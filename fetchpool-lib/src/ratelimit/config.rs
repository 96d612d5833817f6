use std::time::Duration;

use serde::{Deserialize, Serialize};

use crate::types::Result;
use crate::ErrorKind;

/// Default cap on concurrently in-flight fetches across all hosts
const DEFAULT_TOTAL_CONCURRENCY: usize = 50;

/// Default cap on concurrently in-flight fetches per host
const DEFAULT_PER_HOST_CONCURRENCY: usize = 10;

/// Default per-host token bucket capacity
const DEFAULT_BUCKET_CAPACITY: f64 = 5.0;

/// Default per-host refill rate in tokens per second
const DEFAULT_REFILL_PER_SECOND: f64 = 5.0;

/// Default per-request timeout
const DEFAULT_REQUEST_TIMEOUT: Duration = Duration::from_secs(10);

/// Default bound on the dispatcher work queue
const DEFAULT_WORK_QUEUE_CAPACITY: usize = 500;

/// Rate limiting and concurrency configuration for a fetch run.
///
/// The global and per-host caps are independent: a host at its own cap never
/// occupies a global slot while it waits.
#[derive(Debug, Clone, Copy, Serialize, Deserialize)]
pub struct RateLimitConfig {
    /// Maximum concurrently in-flight fetches across all hosts
    #[serde(default = "default_total_concurrency")]
    pub total_concurrency: usize,

    /// Maximum concurrently in-flight fetches per host
    #[serde(default = "default_per_host_concurrency")]
    pub per_host_concurrency: usize,

    /// Token capacity of each per-host bucket
    #[serde(default = "default_bucket_capacity")]
    pub bucket_capacity: f64,

    /// Refill rate of each per-host bucket, in tokens per second
    #[serde(default = "default_refill_per_second")]
    pub refill_per_second: f64,

    /// Timeout applied to each individual request
    #[serde(default = "default_request_timeout", with = "humantime_serde")]
    pub request_timeout: Duration,

    /// Bound on the dispatcher work queue; producers block once it is full
    #[serde(default = "default_work_queue_capacity")]
    pub work_queue_capacity: usize,
}

const fn default_total_concurrency() -> usize {
    DEFAULT_TOTAL_CONCURRENCY
}

const fn default_per_host_concurrency() -> usize {
    DEFAULT_PER_HOST_CONCURRENCY
}

const fn default_bucket_capacity() -> f64 {
    DEFAULT_BUCKET_CAPACITY
}

const fn default_refill_per_second() -> f64 {
    DEFAULT_REFILL_PER_SECOND
}

const fn default_request_timeout() -> Duration {
    DEFAULT_REQUEST_TIMEOUT
}

const fn default_work_queue_capacity() -> usize {
    DEFAULT_WORK_QUEUE_CAPACITY
}

impl Default for RateLimitConfig {
    fn default() -> Self {
        Self {
            total_concurrency: default_total_concurrency(),
            per_host_concurrency: default_per_host_concurrency(),
            bucket_capacity: default_bucket_capacity(),
            refill_per_second: default_refill_per_second(),
            request_timeout: default_request_timeout(),
            work_queue_capacity: default_work_queue_capacity(),
        }
    }
}

impl RateLimitConfig {
    /// Check the configuration for values that cannot drive a run.
    ///
    /// # Errors
    ///
    /// Returns [`ErrorKind::InvalidLimiterConfig`] for zero concurrency
    /// limits, a zero queue capacity, a non-positive bucket capacity, or a
    /// negative refill rate. Invalid values are never silently clamped.
    pub fn validate(&self) -> Result<()> {
        if self.total_concurrency == 0 {
            return Err(ErrorKind::InvalidLimiterConfig(
                "total_concurrency must be >= 1".to_string(),
            ));
        }
        if self.per_host_concurrency == 0 {
            return Err(ErrorKind::InvalidLimiterConfig(
                "per_host_concurrency must be >= 1".to_string(),
            ));
        }
        if self.work_queue_capacity == 0 {
            return Err(ErrorKind::InvalidLimiterConfig(
                "work_queue_capacity must be >= 1".to_string(),
            ));
        }
        if !self.bucket_capacity.is_finite() || self.bucket_capacity <= 0.0 {
            return Err(ErrorKind::InvalidLimiterConfig(format!(
                "bucket_capacity must be > 0, got {}",
                self.bucket_capacity
            )));
        }
        if !self.refill_per_second.is_finite() || self.refill_per_second < 0.0 {
            return Err(ErrorKind::InvalidLimiterConfig(format!(
                "refill_per_second must be >= 0, got {}",
                self.refill_per_second
            )));
        }
        Ok(())
    }
}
● ● ● ● ●
#### [ABOUT THIS TASK]
Print the entries exactly.

#### [TASK SOLUTION]
filename fetchpool-lib/src/ratelimit/config.rs
repository 96d612d5833817f6
use std::time::Duration;

use serde::{Deserialize, Serialize};

use crate::types::Result;
use crate::ErrorKind;

/// Default cap on concurrently in-flight fetches across all hosts
const DEFAULT_TOTAL_CONCURRENCY: usize = 50;

/// Default cap on concurrently in-flight fetches per host
const DEFAULT_PER_HOST_CONCURRENCY: usize = 10;

/// Default per-host token bucket capacity
const DEFAULT_BUCKET_CAPACITY: f64 = 5.0;

/// Default per-host refill rate in tokens per second
const DEFAULT_REFILL_PER_SECOND: f64 = 5.0;

/// Default per-request timeout
const DEFAULT_REQUEST_TIMEOUT: Duration = Duration::from_secs(10);

/// Default bound on the dispatcher work queue
const DEFAULT_WORK_QUEUE_CAPACITY: usize = 500;

/// Rate limiting and concurrency configuration for a fetch run.
///
/// The global and per-host caps are independent: a host at its own cap never
/// occupies a global slot while it waits.
#[derive(Debug, Clone, Copy, Serialize, Deserialize)]
pub struct RateLimitConfig {
    /// Maximum concurrently in-flight fetches across all hosts
    #[serde(default = "default_total_concurrency")]
    pub total_concurrency: usize,

    /// Maximum concurrently in-flight fetches per host
    #[serde(default = "default_per_host_concurrency")]
    pub per_host_concurrency: usize,

    /// Token capacity of each per-host bucket
    #[serde(default = "default_bucket_capacity")]
    pub bucket_capacity: f64,

    /// Refill rate of each per-host bucket, in tokens per second
    #[serde(default = "default_refill_per_second")]
    pub refill_per_second: f64,

    /// Timeout applied to each individual request
    #[serde(default = "default_request_timeout", with = "humantime_serde")]
    pub request_timeout: Duration,

    /// Bound on the dispatcher work queue; producers block once it is full
    #[serde(default = "default_work_queue_capacity")]
    pub work_queue_capacity: usize,
}

const fn default_total_concurrency() -> usize {
    DEFAULT_TOTAL_CONCURRENCY
}

const fn default_per_host_concurrency() -> usize {
    DEFAULT_PER_HOST_CONCURRENCY
}

const fn default_bucket_capacity() -> f64 {
    DEFAULT_BUCKET_CAPACITY
}

const fn default_refill_per_second() -> f64 {
    DEFAULT_REFILL_PER_SECOND
}

const fn default_request_timeout() -> Duration {
    DEFAULT_REQUEST_TIMEOUT
}

const fn default_work_queue_capacity() -> usize {
    DEFAULT_WORK_QUEUE_CAPACITY
}

impl Default for RateLimitConfig {
    fn default() -> Self {
        Self {
            total_concurrency: default_total_concurrency(),
            per_host_concurrency: default_per_host_concurrency(),
            bucket_capacity: default_bucket_capacity(),
            refill_per_second: default_refill_per_second(),
            request_timeout: default_request_timeout(),
            work_queue_capacity: default_work_queue_capacity(),
        }
    }
}

impl RateLimitConfig {
    /// Check the configuration for values that cannot drive a run.
    ///
    /// # Errors
    ///
    /// Returns [`ErrorKind::InvalidLimiterConfig`] for zero concurrency
    /// limits, a zero queue capacity, a non-positive bucket capacity, or a
    /// negative refill rate. Invalid values are never silently clamped.
    pub fn validate(&self) -> Result<()> {
        if self.total_concurrency == 0 {
            return Err(ErrorKind::InvalidLimiterConfig(
                "total_concurrency must be >= 1".to_string(),
            ));
        }
        if self.per_host_concurrency == 0 {
            return Err(ErrorKind::InvalidLimiterConfig(
                "per_host_concurrency must be >= 1".to_string(),
            ));
        }
        if self.work_queue_capacity == 0 {
            return Err(ErrorKind::InvalidLimiterConfig(
                "work_queue_capacity must be >= 1".to_string(),
            ));
        }
        if !self.bucket_capacity.is_finite() || self.bucket_capacity <= 0.0 {
            return Err(ErrorKind::InvalidLimiterConfig(format!(
                "bucket_capacity must be > 0, got {}",
                self.bucket_capacity
            )));
        }
        if !self.refill_per_second.is_finite() || self.refill_per_second < 0.0 {
            return Err(ErrorKind::InvalidLimiterConfig(format!(
                "refill_per_second must be >= 0, got {}",
                self.refill_per_second
            )));
        }
        Ok(())
    }
}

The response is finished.